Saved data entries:
Start of Block

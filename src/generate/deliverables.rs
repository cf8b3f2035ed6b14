//! Contract deliverable generator

use super::index::ContractIndex;
use super::{at_progress_step, EntityCount};
use crate::error::{GenerateError, GenerateResult};
use crate::faker;
use crate::ids::{IdKind, IdPools};
use crate::model::{Acceptance, Deliverable, DeliverableStatus, DeliverableType};
use crate::sampling::{choose, date_between, WeightedTable};
use crate::sink::RecordSink;
use chrono::Duration;
use rand::Rng;
use tracing::{debug, info};

const PROGRESS_EVERY: usize = 1_000;

/// Days between due and delivery: mostly on time, some late, few early
pub const DELIVERY_OFFSETS: [(i64, u32); 7] = [
    (-10, 5),
    (-5, 10),
    (0, 60),
    (3, 10),
    (7, 8),
    (15, 5),
    (30, 2),
];

/// Generate up to `count` deliverables, numbered `DEL-000001` onward.
///
/// Delivered, accepted and rejected items get a delivery date offset from
/// the due date. Only `Delivered` items carry an acceptance verdict; every
/// other status reports `N/A`.
pub fn generate_deliverables<R, S>(
    count: usize,
    pools: &IdPools,
    index: &ContractIndex,
    rng: &mut R,
    sink: &mut S,
) -> GenerateResult<EntityCount>
where
    R: Rng + ?Sized,
    S: RecordSink<Deliverable> + ?Sized,
{
    info!("Generating {} contract deliverables", count);

    let offsets = WeightedTable::new(&DELIVERY_OFFSETS)?;
    let verdicts = WeightedTable::new(&Acceptance::WEIGHTED)?;

    let mut result = EntityCount::requested(count);
    for i in 0..count {
        let deliverable_id = IdKind::Deliverable.format(i + 1);

        let resolved = pools
            .random_contract(rng)
            .and_then(|id| index.get(id).map(|bounds| (id, bounds)));
        if let Some((contract_id, bounds)) = resolved {
            let due_date = date_between(bounds.start_date, bounds.end_date, rng);
            let title = format!("Deliverable {}", faker::bs(rng));
            let deliverable_type = *choose(&DeliverableType::ALL, rng);
            let description = faker::paragraph(2, rng);
            let status = *choose(&DeliverableStatus::ALL, rng);

            let (delivery_date, accepted) = if status.is_delivered() {
                let delivered = due_date + Duration::days(offsets.sample(rng));
                let accepted = if status == DeliverableStatus::Delivered {
                    verdicts.sample(rng)
                } else {
                    Acceptance::NotApplicable
                };
                (Some(delivered), accepted)
            } else {
                (None, Acceptance::NotApplicable)
            };

            let deliverable = Deliverable {
                deliverable_id,
                contract_id: contract_id.to_string(),
                title,
                deliverable_type,
                due_date,
                delivery_date,
                status,
                description,
                accepted,
                reviewer: pools
                    .random_personnel(rng)
                    .ok_or_else(|| GenerateError::InvalidConfig("personnel pool is empty".to_string()))?
                    .to_string(),
            };
            sink.write_record(&deliverable)?;
            result.written += 1;
        } else {
            debug!("No contract resolved for {}, skipping", deliverable_id);
        }

        if at_progress_step(i + 1, PROGRESS_EVERY) {
            info!("Deliverable progress: {}/{}", i + 1, count);
        }
    }
    sink.finish()?;

    info!("Generated {} contract deliverables", result.written);
    Ok(result)
}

End of Block

§ WHAT THE TASK REQUIRES:
In the entries above, identify every line with the word "IdKind". Copy those lines.

§ EXPECTED ANSWER:
use crate::ids::{IdKind, IdPools};
        let deliverable_id = IdKind::Deliverable.format(i + 1);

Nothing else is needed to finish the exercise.